* PROBLEM TO WORK ON
Using the data below, show every line where the word "usize" occurs.

** DATA TO EXAMINE follows **

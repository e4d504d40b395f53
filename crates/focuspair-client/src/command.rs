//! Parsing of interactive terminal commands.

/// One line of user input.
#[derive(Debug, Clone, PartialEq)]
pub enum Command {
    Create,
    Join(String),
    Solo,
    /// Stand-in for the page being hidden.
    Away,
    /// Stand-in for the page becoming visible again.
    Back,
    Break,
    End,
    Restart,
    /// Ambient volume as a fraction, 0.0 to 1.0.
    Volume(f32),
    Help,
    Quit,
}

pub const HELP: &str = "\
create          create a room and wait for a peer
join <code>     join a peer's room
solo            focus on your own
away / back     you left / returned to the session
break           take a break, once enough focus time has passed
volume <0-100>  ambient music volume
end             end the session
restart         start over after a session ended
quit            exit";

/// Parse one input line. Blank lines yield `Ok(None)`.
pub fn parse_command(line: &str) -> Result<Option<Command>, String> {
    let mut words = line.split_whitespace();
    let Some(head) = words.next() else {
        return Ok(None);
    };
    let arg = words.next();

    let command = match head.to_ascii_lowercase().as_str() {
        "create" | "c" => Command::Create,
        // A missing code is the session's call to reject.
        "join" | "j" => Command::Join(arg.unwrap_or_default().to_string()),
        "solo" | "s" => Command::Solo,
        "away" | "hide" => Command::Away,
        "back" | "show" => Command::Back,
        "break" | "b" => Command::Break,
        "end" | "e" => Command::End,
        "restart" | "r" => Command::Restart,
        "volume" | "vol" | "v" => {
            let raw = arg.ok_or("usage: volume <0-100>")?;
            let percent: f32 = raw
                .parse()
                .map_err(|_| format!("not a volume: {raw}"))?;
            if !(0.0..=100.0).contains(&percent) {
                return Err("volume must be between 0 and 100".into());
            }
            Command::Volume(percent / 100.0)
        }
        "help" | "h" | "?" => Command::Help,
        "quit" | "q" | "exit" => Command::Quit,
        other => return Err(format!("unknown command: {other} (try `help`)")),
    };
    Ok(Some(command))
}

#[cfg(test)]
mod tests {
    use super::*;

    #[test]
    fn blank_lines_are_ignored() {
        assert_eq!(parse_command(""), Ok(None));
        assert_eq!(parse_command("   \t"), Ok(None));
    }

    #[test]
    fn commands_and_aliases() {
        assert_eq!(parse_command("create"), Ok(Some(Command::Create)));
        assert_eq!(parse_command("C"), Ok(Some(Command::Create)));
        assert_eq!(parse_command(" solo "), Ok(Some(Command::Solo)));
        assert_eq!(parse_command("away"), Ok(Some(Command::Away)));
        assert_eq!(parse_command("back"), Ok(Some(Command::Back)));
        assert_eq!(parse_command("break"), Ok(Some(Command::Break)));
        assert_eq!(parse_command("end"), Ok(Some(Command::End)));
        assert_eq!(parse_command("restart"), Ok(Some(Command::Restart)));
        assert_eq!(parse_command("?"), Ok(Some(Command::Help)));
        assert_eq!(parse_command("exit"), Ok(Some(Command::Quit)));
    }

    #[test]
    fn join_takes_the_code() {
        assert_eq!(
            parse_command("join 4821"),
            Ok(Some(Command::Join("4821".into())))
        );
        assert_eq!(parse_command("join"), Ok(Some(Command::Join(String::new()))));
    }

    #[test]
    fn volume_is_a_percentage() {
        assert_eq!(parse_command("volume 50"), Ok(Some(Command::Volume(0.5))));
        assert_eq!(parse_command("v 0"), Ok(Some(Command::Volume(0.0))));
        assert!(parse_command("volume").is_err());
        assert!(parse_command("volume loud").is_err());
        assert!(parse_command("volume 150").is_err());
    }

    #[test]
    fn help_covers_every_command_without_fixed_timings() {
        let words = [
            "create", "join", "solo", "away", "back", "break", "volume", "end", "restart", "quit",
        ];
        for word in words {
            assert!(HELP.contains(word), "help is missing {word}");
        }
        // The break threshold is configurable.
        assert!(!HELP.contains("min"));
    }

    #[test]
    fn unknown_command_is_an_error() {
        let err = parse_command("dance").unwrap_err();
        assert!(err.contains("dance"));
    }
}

** End of DATA TO EXAMINE **
** DATA TO EXAMINE follows **

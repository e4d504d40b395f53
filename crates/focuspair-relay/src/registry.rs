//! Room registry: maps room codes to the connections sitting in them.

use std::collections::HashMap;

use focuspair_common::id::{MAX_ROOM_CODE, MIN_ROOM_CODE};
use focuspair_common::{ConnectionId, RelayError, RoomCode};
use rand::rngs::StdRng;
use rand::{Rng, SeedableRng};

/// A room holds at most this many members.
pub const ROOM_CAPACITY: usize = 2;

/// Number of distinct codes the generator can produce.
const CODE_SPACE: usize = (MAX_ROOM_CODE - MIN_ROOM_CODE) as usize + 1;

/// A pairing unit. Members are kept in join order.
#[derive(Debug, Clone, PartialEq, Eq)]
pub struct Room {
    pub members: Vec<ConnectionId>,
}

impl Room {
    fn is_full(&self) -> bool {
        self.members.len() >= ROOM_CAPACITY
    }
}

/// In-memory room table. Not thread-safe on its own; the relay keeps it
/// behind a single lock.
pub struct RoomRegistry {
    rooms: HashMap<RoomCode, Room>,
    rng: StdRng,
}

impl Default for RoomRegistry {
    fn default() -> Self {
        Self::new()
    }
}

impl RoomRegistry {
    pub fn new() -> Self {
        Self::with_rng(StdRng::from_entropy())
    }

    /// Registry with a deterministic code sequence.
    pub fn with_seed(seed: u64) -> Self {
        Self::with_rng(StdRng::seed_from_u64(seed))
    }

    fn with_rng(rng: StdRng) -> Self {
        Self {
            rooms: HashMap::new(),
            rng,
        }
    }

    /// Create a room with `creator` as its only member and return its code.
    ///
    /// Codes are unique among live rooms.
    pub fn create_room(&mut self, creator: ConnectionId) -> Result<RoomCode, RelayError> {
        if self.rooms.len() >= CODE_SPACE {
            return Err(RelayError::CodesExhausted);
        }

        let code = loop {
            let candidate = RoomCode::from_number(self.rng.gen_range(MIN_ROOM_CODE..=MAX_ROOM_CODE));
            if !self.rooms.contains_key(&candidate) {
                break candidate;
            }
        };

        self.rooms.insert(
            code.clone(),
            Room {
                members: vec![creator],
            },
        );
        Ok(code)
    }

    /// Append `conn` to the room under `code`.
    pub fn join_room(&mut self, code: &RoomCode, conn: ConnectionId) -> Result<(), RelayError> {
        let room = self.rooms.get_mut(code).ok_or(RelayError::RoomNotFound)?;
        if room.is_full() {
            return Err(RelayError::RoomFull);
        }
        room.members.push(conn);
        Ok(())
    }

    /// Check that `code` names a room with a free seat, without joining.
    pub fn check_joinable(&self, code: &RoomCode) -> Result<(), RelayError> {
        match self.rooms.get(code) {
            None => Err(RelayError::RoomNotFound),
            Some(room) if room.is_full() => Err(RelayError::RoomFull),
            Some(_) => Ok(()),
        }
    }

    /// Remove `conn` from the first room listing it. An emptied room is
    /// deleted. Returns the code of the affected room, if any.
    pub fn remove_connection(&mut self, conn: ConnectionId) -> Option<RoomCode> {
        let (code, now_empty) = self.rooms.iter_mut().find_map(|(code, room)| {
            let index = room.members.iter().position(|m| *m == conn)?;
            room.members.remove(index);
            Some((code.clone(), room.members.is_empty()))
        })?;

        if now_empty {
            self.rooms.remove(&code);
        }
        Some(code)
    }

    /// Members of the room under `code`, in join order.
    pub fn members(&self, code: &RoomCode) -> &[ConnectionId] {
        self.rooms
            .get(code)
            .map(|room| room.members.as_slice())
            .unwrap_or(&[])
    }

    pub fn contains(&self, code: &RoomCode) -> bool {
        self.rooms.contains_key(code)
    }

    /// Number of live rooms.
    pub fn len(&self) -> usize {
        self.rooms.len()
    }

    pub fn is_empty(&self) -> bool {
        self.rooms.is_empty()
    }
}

** End of DATA TO EXAMINE **
** DATA TO EXAMINE follows **

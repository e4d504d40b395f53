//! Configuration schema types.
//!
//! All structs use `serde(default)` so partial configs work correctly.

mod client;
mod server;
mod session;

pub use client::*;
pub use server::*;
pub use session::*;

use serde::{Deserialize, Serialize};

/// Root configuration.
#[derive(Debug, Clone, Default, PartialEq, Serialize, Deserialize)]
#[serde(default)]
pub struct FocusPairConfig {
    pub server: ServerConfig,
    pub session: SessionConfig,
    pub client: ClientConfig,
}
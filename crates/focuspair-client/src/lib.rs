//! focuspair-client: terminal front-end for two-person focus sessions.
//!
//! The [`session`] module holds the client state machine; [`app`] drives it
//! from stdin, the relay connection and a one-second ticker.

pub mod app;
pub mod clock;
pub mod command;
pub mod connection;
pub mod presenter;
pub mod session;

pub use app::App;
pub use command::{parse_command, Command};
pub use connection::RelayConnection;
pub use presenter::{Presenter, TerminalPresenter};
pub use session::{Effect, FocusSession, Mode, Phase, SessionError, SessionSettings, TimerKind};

** End of DATA TO EXAMINE **

* SOLVED EXERCISE
pub const ROOM_CAPACITY: usize = 2;
const CODE_SPACE: usize = (MAX_ROOM_CODE - MIN_ROOM_CODE) as usize + 1;
    pub fn len(&self) -> usize {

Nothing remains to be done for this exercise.